Peter, here's the python script. https://github.com/egirault/googleplay-api
This worked on my PC.

On Mon, Dec 21, 2015 at 10:58 PM Peter Wu [email protected] wrote:

@cyberdudedk https://github.com/cyberdudedk Progress has stalled, not
enough time/interest I'm afraid.

@dheerajbhaskar https://github.com/dheerajbhaskar What is that Python
script you are referring to?

—
Reply to this email directly or view it on GitHub
#23 (comment)
.

--- Disclaimer --- The information in this mail is confidential and is
intended solely for addressee. Access to this mail by anyone else is
unauthorised. Copying or further distribution beyond the original recipient
may be unlawful. Any opinion expressed in this mail is that of sender and
does not necessarily reflect that of OSW Technologies Pvt Ltd.---

[thomas3217]

how is this coming? I have the same issue.

[dheerajbhaskar]

Does anyone know what the fix is? I can implement if someone can help.

Oauth is new to me, if someone can help me there we can work further down
that path.

On Wed 10 Feb, 2016, 8:48 PM Tom Harmon [email protected] wrote:

how is this coming? I have the same issue.

—
Reply to this email directly or view it on GitHub
#23 (comment)
.

--- Disclaimer --- The information in this mail is confidential and is
intended solely for addressee. Access to this mail by anyone else is
unauthorised. Copying or further distribution beyond the original recipient
may be unlawful. Any opinion expressed in this mail is that of sender and
does not necessarily reflect that of OSW Technologies Pvt Ltd.---

[IMAN4K]

@dheerajbhaskar
Oh! finally found someone that is familiar to this big issue!
It seems ClientLogin AND c2dm is still working because this desktop APK downloader is still operational and it means the android.clients.google.com server is alive
CL was suppose to be deprecated on 2012 and c2dm also in 2015 but the're still working
If we're going to use OAuth we need the clientID that should be taken from developer console: https://console.developers.google.com/
But there is no Google play store API scope for that :(
And it makes us stuck in our new open source project!
So i'm ready to hear your ideas about this
Can we contact Google play directly for this ?

[dheerajbhaskar]

Hey I'd be happy to work on this if there's a workaround. I couldn't check out the racoon 4 link because it's broken, can you repost please?

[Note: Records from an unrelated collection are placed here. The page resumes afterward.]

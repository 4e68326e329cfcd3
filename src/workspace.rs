//! The per-run scratch directory.
//!
//! A [`RunWorkspace`] is deliberately not a `TempDir`: nothing is removed on
//! drop. Only an explicit [`RunWorkspace::cleanup`] deletes it, so a failed
//! run leaves its downloads and converted report on disk for inspection.

use crate::config::WorkspaceNaming;
use crate::error::InvoiceMergeError;
use std::path::{Component, Path, PathBuf};
use tracing::{debug, info, warn};

/// Scratch directory holding the converted report and the downloads.
#[derive(Debug)]
pub struct RunWorkspace {
    path: PathBuf,
}

impl RunWorkspace {
    /// Create the workspace under `parent`.
    ///
    /// With [`WorkspaceNaming::Fixed`] any residue of an earlier run at the
    /// same path is wiped first. With [`WorkspaceNaming::Timestamped`] the
    /// directory must not exist yet.
    pub fn create(parent: &Path, naming: &WorkspaceNaming) -> Result<Self, InvoiceMergeError> {
        let fail = |path: &Path, source: std::io::Error| InvoiceMergeError::WorkspaceFailed {
            path: path.to_path_buf(),
            source,
        };

        let name = match naming {
            WorkspaceNaming::Fixed(name) | WorkspaceNaming::Timestamped(name) => name,
        };
        if !is_single_component(name) {
            return Err(InvoiceMergeError::InvalidConfig(format!(
                "Workspace name must be a single path component, got {name:?}"
            )));
        }

        std::fs::create_dir_all(parent).map_err(|e| fail(parent, e))?;

        let path = match naming {
            WorkspaceNaming::Fixed(name) => {
                let path = parent.join(name);
                if path.exists() {
                    info!("Removing leftover workspace {}", path.display());
                    std::fs::remove_dir_all(&path).map_err(|e| fail(&path, e))?;
                }
                std::fs::create_dir(&path).map_err(|e| fail(&path, e))?;
                path
            }
            WorkspaceNaming::Timestamped(prefix) => {
                let path = parent.join(timestamped_name(prefix));
                std::fs::create_dir(&path).map_err(|e| fail(&path, e))?;
                path
            }
        };

        debug!("Workspace ready at {}", path.display());
        Ok(Self { path })
    }

    pub fn path(&self) -> &Path {
        &self.path
    }

    /// Remove everything left in the workspace, then the directory itself.
    ///
    /// Best-effort: failures are logged and reported as `false`, never raised.
    pub fn cleanup(self) -> bool {
        let entries = match std::fs::read_dir(&self.path) {
            Ok(entries) => entries,
            Err(e) if e.kind() == std::io::ErrorKind::NotFound => return true,
            Err(e) => {
                warn!("Cannot list workspace {}: {}", self.path.display(), e);
                return false;
            }
        };

        let mut clean = true;
        for entry in entries.flatten() {
            let path = entry.path();
            let removed = if path.is_dir() {
                std::fs::remove_dir_all(&path)
            } else {
                std::fs::remove_file(&path)
            };
            if let Err(e) = removed {
                warn!("Cannot remove {}: {}", path.display(), e);
                clean = false;
            }
        }

        if let Err(e) = std::fs::remove_dir(&self.path) {
            warn!("Cannot remove workspace {}: {}", self.path.display(), e);
            clean = false;
        } else {
            info!("Removed workspace {}", self.path.display());
        }
        clean
    }
}

/// True when `name` names exactly one ordinary directory entry: not empty,
/// not `.` or `..`, no separators.
pub(crate) fn is_single_component(name: &str) -> bool {
    if name.contains(['/', '\\']) {
        return false;
    }
    let mut components = Path::new(name).components();
    matches!(
        (components.next(), components.next()),
        (Some(Component::Normal(_)), None)
    )
}

/// `<prefix>_<YYYYMMDD-HHMMSS>` in local time.
pub fn timestamped_name(prefix: &str) -> String {
    format!("{}_{}", prefix, chrono::Local::now().format("%Y%m%d-%H%M%S"))
}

Google play customer support I think you're planning of contacting might not help because I think we're taking advantage of an undocumented api. We can however talk to them about the login part though. Good thinking :-)

Would you mind talking to them about this? You can loop me in if you want some help with that though.

[IMAN4K]

Should work: https://github.com/onyxbits/raccoon4
Ok we don't tell them directly ;)
Could you please give me the right page url for customer support

[dheerajbhaskar]

@IMAN4K I'm not sure where to contact for login, perhaps google play developer support? Here's the link for that: https://support.google.com/googleplay/android-developer/?hl=en#topic=15868

[Walkman100]

Just thought I'd put this here, Yalp Store works: https://f-droid.org/packages/com.github.yeriomin.yalpstore/
GitHub repo: https://github.com/yeriomin/YalpStore
Although I don't know enough about android apps and what this repo needs to dig into this, maybe it could help others as it's a viable solution if you have an Android device.